DH is one of 3 brothers. FIL is a bully. He physically and mentally abused his wife when they were younger. Although the physical abuse has stopped he can be really verbally nasty to her.
DH and his older brother didn't have a great upbringing. Obviously witnessing the abuse and no love from their father. He would criticise everything from their choice of subjects they studied to careers etc.
I have never really liked the man, but he is my DH dad and is my children's grandad so I put up with him. He isn't as bad as he used to be.

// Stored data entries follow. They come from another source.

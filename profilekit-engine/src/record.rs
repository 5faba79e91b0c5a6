//! The line-oriented profile record.
//!
//! One line per field, `<declared name><separator><value>\n`, in discovery
//! order. There is no header, footer or checksum, and values are written
//! verbatim: a value containing the separator or a line break produces a
//! line that will not load back.

use std::io::{self, Write};

use profilekit_codec::ValueCodec;
use profilekit_model::{FieldCatalog, FieldDescriptor, HostObject, Tag, canonical_name};
use tracing::warn;

use crate::error::{MalformedRecord, ProfileError, ProfileResult};

/// One `(field, value)` line of a profile record.
#[derive(Debug, Clone, PartialEq, Eq)]
pub struct RecordEntry {
    /// Declared field name as written to the record.
    pub field: String,
    /// Encoded value.
    pub raw: String,
}

impl RecordEntry {
    pub fn new(field: impl Into<String>, raw: impl Into<String>) -> Self {
        Self {
            field: field.into(),
            raw: raw.into(),
        }
    }

    /// Splits a record line into its field and value.
    ///
    /// The line must contain the separator exactly once; an empty value is
    /// allowed. `line_no` is 1-based and only used for the error.
    pub fn parse(line: &str, separator: char, line_no: usize) -> Result<Self, MalformedRecord> {
        let mut parts = line.split(separator);
        match (parts.next(), parts.next(), parts.next()) {
            (Some(field), Some(raw), None) => Ok(Self::new(field, raw)),
            _ => Err(MalformedRecord::Separator {
                line: line_no,
                separator,
                found: line.matches(separator).count(),
            }),
        }
    }

    /// The field name with any convention suffix stripped.
    pub fn canonical_name(&self) -> &str {
        canonical_name(&self.field)
    }

    /// The entry as one record line, terminator included.
    pub fn line(&self, separator: char) -> String {
        format!("{}{separator}{}\n", self.field, self.raw)
    }

    /// Writes the entry as one record line.
    pub fn write_to<W: Write>(&self, writer: &mut W, separator: char) -> io::Result<()> {
        writer.write_all(self.line(separator).as_bytes())
    }
}

/// An ordered, in-memory profile record.
#[derive(Debug, Clone, Default, PartialEq, Eq)]
pub struct ProfileRecord {
    entries: Vec<RecordEntry>,
}

impl ProfileRecord {
    /// Reads and encodes every field of `host` tagged `tag`.
    pub fn capture<H: HostObject>(host: &H, tag: &Tag, separator: char) -> ProfileResult<Self> {
        let entries = FieldCatalog::discover::<H>(tag)?
            .iter()
            .map(|descriptor| capture_entry(host, descriptor, separator))
            .collect::<ProfileResult<Vec<_>>>()?;
        Ok(Self { entries })
    }

    pub fn entries(&self) -> &[RecordEntry] {
        &self.entries
    }

    pub fn len(&self) -> usize {
        self.entries.len()
    }

    pub fn is_empty(&self) -> bool {
        self.entries.is_empty()
    }

    pub fn write_to<W: Write>(&self, writer: &mut W, separator: char) -> io::Result<()> {
        for entry in &self.entries {
            entry.write_to(writer, separator)?;
        }
        Ok(())
    }

    /// The record as it would appear on disk.
    pub fn render(&self, separator: char) -> String {
        self.entries
            .iter()
            .map(|e| e.line(separator))
            .collect()
    }
}

impl FromIterator<RecordEntry> for ProfileRecord {
    fn from_iter<I: IntoIterator<Item = RecordEntry>>(iter: I) -> Self {
        Self {
            entries: iter.into_iter().collect(),
        }
    }
}

/// Reads one field through its accessor and encodes it.
pub(crate) fn capture_entry<H: HostObject>(
    host: &H,
    descriptor: &FieldDescriptor,
    separator: char,
) -> ProfileResult<RecordEntry> {
    if descriptor.name.contains(separator) {
        return Err(ProfileError::ReservedSeparator {
            field: descriptor.name.clone(),
            separator,
        });
    }

    let canonical = descriptor.canonical_name();
    let value = host
        .field_value(canonical)
        .map_err(|e| ProfileError::from_binding(canonical, e))?;
    let raw = ValueCodec::encode(&descriptor.category, &value)
        .map_err(|e| ProfileError::from_codec(canonical, e))?;

    if raw.contains(separator) || raw.contains(['\n', '\r']) {
        warn!(
            field = %descriptor.name,
            "Value contains the record separator or a line break and will not load back"
        );
    }

    Ok(RecordEntry::new(descriptor.name.clone(), raw))
}
mod common;

use common::{Form, MIXED, Mixed, NETWORK, PROFILE};
use pretty_assertions::assert_eq;
use profilekit_engine::{
    CollectingDiagnostics, MalformedRecord, ProfileEngine, ProfileError, ProfileRecord, RecordEntry,
};

// ── RecordEntry::parse ───────────────────────────────────────────

#[test]
fn parse_name_and_value() {
    let entry = RecordEntry::parse("name?Ann", '?', 1).unwrap();
    assert_eq!(entry, RecordEntry::new("name", "Ann"));
}

#[test]
fn parse_empty_value() {
    let entry = RecordEntry::parse("name?", '?', 1).unwrap();
    assert_eq!(entry.raw, "");
}

#[test]
fn parse_without_separator() {
    let err = RecordEntry::parse("name Ann", '?', 3).unwrap_err();
    assert_eq!(
        err,
        MalformedRecord::Separator {
            line: 3,
            separator: '?',
            found: 0,
        }
    );
}

#[test]
fn parse_with_two_separators() {
    let err = RecordEntry::parse("notes?a?b", '?', 2).unwrap_err();
    assert!(matches!(err, MalformedRecord::Separator { found: 2, .. }));
}

#[test]
fn parse_custom_separator() {
    let entry = RecordEntry::parse("a=b?c", '=', 1).unwrap();
    assert_eq!(entry.field, "a");
    assert_eq!(entry.raw, "b?c");
}

#[test]
fn entry_line_matches_write_to() {
    let entry = RecordEntry::new("port", "8443");
    let mut out = Vec::new();
    entry.write_to(&mut out, '=').unwrap();
    assert_eq!(entry.line('='), "port=8443\n");
    assert_eq!(String::from_utf8(out).unwrap(), entry.line('='));
}

#[test]
fn entry_canonical_name() {
    let entry = RecordEntry::new("proxy_var", "true");
    assert_eq!(entry.canonical_name(), "proxy");
}

// ── ProfileRecord ────────────────────────────────────────────────

#[test]
fn capture_in_declaration_order() {
    let record = ProfileRecord::capture(&Form::filled(), &NETWORK, '?').unwrap();
    let fields: Vec<_> = record.entries().iter().map(|e| e.field.as_str()).collect();
    assert_eq!(fields, vec!["host", "port", "proxy_var"]);
}

#[test]
fn render_matches_file_format() {
    let record = ProfileRecord::capture(&Form::filled(), &PROFILE, '?').unwrap();
    assert_eq!(
        record.render('?'),
        "name?Ann\nactive?true\nnotes?first line only\n"
    );
}

#[test]
fn write_to_matches_render() {
    let record = ProfileRecord::capture(&Form::filled(), &NETWORK, '?').unwrap();
    let mut out = Vec::new();
    record.write_to(&mut out, '?').unwrap();
    assert_eq!(String::from_utf8(out).unwrap(), record.render('?'));
}

#[test]
fn saved_record_matches_render() {
    let engine = ProfileEngine::with_diagnostics(CollectingDiagnostics::new());
    let mut out = Vec::new();
    engine.save_to(&Form::filled(), &NETWORK, &mut out).unwrap();

    let record = ProfileRecord::capture(&Form::filled(), &NETWORK, '?').unwrap();
    assert_eq!(String::from_utf8(out).unwrap(), record.render('?'));
}

#[test]
fn capture_unsupported_field_fails() {
    let err = ProfileRecord::capture(&Mixed::default(), &MIXED, '?').unwrap_err();
    assert!(matches!(err, ProfileError::UnsupportedType { .. }));
}

#[test]
fn value_with_separator_is_written_verbatim() {
    let form = Form {
        name: "who?".into(),
        ..Form::default()
    };
    let record = ProfileRecord::capture(&form, &PROFILE, '?').unwrap();
    assert_eq!(record.entries()[0].raw, "who?");
    assert!(record.render('?').starts_with("name?who?\n"));
}

#[test]
fn record_from_entries() {
    let record: ProfileRecord = vec![RecordEntry::new("a", "1"), RecordEntry::new("b", "")]
        .into_iter()
        .collect();
    assert_eq!(record.len(), 2);
    assert!(!record.is_empty());
    assert_eq!(record.render('?'), "a?1\nb?\n");
}

#[test]
fn empty_record_renders_nothing() {
    let record = ProfileRecord::default();
    assert!(record.is_empty());
    assert_eq!(record.render('?'), "");
}
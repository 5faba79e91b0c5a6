//! Field naming convention.
//!
//! A host field may be declared with a trailing qualifier, e.g. `server_var`.
//! Its accessor and mutator are always registered under the base identifier
//! (`server`), which is everything before the first `_`.

/// Separator between a field's base identifier and its qualifier.
pub const SUFFIX_MARKER: char = '_';

/// Strips any convention suffix from a declared field name.
///
/// `"server_var"` becomes `"server"`, `"server"` is returned unchanged, and a
/// name that starts with `_` has an empty canonical form.
pub fn canonical_name(raw: &str) -> &str {
    match raw.find(SUFFIX_MARKER) {
        Some(idx) => &raw[..idx],
        None => raw,
    }
}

I find it quite hard that my DH seems to always seek his dads approval and when we are with him he panders to him a lot. I guess this comes from being bullied but I have never bought this up with him. We do a lot for the in laws. Shopping and having them for dinner. We always host Christmas and birthdays and any kind of celebration or visits from the wider family. His older brother also helps a lot. The younger brother is a mess. Drug addiction alcohol addiction has ostracised his own children due to his own abusive behaviour. He has had the best start from his parents and they have paid his rent for him for the last five years as he can't hold down a job.
He never sees them as he lives abroad and occasionally phoned them with abusive calls and sob stories.
It seems so unfair they way they treat him differently. PIL are very wealthy and although we aren't poor we do struggle at times.
FIL has announced that he is now going to buy the younger brother a house. Now I know it is their money and they can spend it as they wish but I just can't get over how they can treat them so differently. I say 'them' but really MIL has no say in anything.
I had a conversation with DH last night and I said it feels like a bit of a kick in the teeth. As we do so much for them and the younger brother does nothing but bring trouble to them.
DH was agreeable but said it has always been like this and he chooses to ignore it now. I wouldn't argue with him about this as I don't want to upset him or his relationship with his parents. And if this is the best way do deal with it then I know I have to let it go.
I just feel increasingly angry at FIL and don't know how to cope when he is at my house. I really would love to have nothing to do with him but don't want to upset my DH.
They is so much more I could say about his recent behaviour but don't o t want to bore you. Any advice on how I can deal with this would be greatly appreciated.